A bit rusty on this one.
SELECT * where {
?s rdf:type :Tea | :Coffee .
}
Why do I get an error?
A bit rusty on this one.
SELECT * where {
?s rdf:type :Tea | :Coffee .
}
Why do I get an error?
|
in SPARQL only works for predicates and not other positions in triple patterns. You need to expand:
{ ?s rdf:type :Tea } union { ?s rdf:type :Coffee }
Cheers,
Pavel
yes - indeed - thank you
How do I do in one statement without union? Drink as a superclass - but how?
If :Drink
is a super class, you can simply enable reasoning and query for ?s rdf:type :Drink
. The server will automatically rewrite the query into a union to get all drinks from the database. Otherwise I don't think you can have a disjunction in either subject or object position without an explicit union.
Cheers,
Pavel
ok - that helps.
What is the statement for creating Drink as a superclass for Tea and Coffee?

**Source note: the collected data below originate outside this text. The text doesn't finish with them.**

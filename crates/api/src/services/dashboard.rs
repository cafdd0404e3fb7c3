use chrono::Utc;
use pharmacy_database::{
    format_timestamp, AppointmentRepository, CustomerRepository, NotificationRepository,
    OrderRepository, PrescriptionRepository, PrescriptionStatus, ProductRepository,
};
use serde::Serialize;
use sqlx::SqlitePool;
use utoipa::ToSchema;

use super::ServiceError;

#[derive(Debug, Clone, Serialize, ToSchema)]
pub struct DashboardSummary {
    pub customers: i64,
    pub orders: i64,
    /// Processing and completed orders, in cents.
    pub revenue_cents: i64,
    pub pending_prescriptions: i64,
    pub upcoming_appointments: i64,
    pub low_stock_products: i64,
    pub unread_notifications: i64,
    pub generated_at: String,
}

pub async fn summary(pool: &SqlitePool) -> Result<DashboardSummary, ServiceError> {
    let now = format_timestamp(Utc::now());

    let customers = CustomerRepository::new(pool.clone());
    let orders = OrderRepository::new(pool.clone());
    let prescriptions = PrescriptionRepository::new(pool.clone());
    let appointments = AppointmentRepository::new(pool.clone());
    let products = ProductRepository::new(pool.clone());
    let notifications = NotificationRepository::new(pool.clone());

    let (
        customer_count,
        order_count,
        revenue_cents,
        pending_prescriptions,
        upcoming_appointments,
        low_stock_products,
        unread_notifications,
    ) = tokio::try_join!(
        customers.count(None),
        orders.count(),
        orders.revenue_cents(),
        prescriptions.count_by_status(PrescriptionStatus::Pending),
        appointments.count_upcoming(&now),
        products.count_low_stock(),
        notifications.unread_count(),
    )?;

    Ok(DashboardSummary {
        customers: customer_count,
        orders: order_count,
        revenue_cents,
        pending_prescriptions,
        upcoming_appointments,
        low_stock_products,
        unread_notifications,
        generated_at: now,
    })
}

P.S. sorry for asking trivial questions - haven't had coffee this morning
For that you use statements like :Tea rdfs:subClassOf :Drink
.
You can find more information in this tutorial: RDF Graph Data Model | Stardog Documentation Latest
Cheers,
Pavel
I am also trying this example at RDF Schema - Wikipedia
@prefix rdf: <http://www.w3.org/1999/02/22-rdf-syntax-ns#> .
@prefix rdfs: <http://www.w3.org/2000/01/rdf-schema#> .
@prefix ex: <http://example.org/> .
@prefix zoo: <http://example.org/zoo/> .
ex:dog1 rdf:type ex:animal .
ex:cat1 rdf:type ex:cat .
ex:cat rdfs:subClassOf ex:animal .
zoo:host rdfs:range ex:animal .
ex:zoo1 zoo:host ex:cat2 .
However getting the error:
MalformedQuery: Encountered " <LANGTAG> "@prefix "" at line 1, column 1.
Was expecting one of:
<EOF>
";" ...
<HINT> .
What exactly do you do with this RDF snippet? It kind of looks like you're running it as a SPARQL query...
just trying to use it as an example for my knowledge graph that has not super classes yet.
BTW - beatles tutorial triple count is 28 - but this query returns zero rows:
SELECT ?album
WHERE {
?album rdf:type :Album .
}
Check the prefix for :
if it's not set its given a default but it might be using something other than the Stardog default.
Yes, when a query returns 0 results, you should first check your IRIs, e.g. prefixes. But I was commenting on the previous problem since things like <HINT>
in Stardog only exist in the SPARQL grammar, and not in the Turtle grammar. So make sure you treat that snippet as data, not as a query.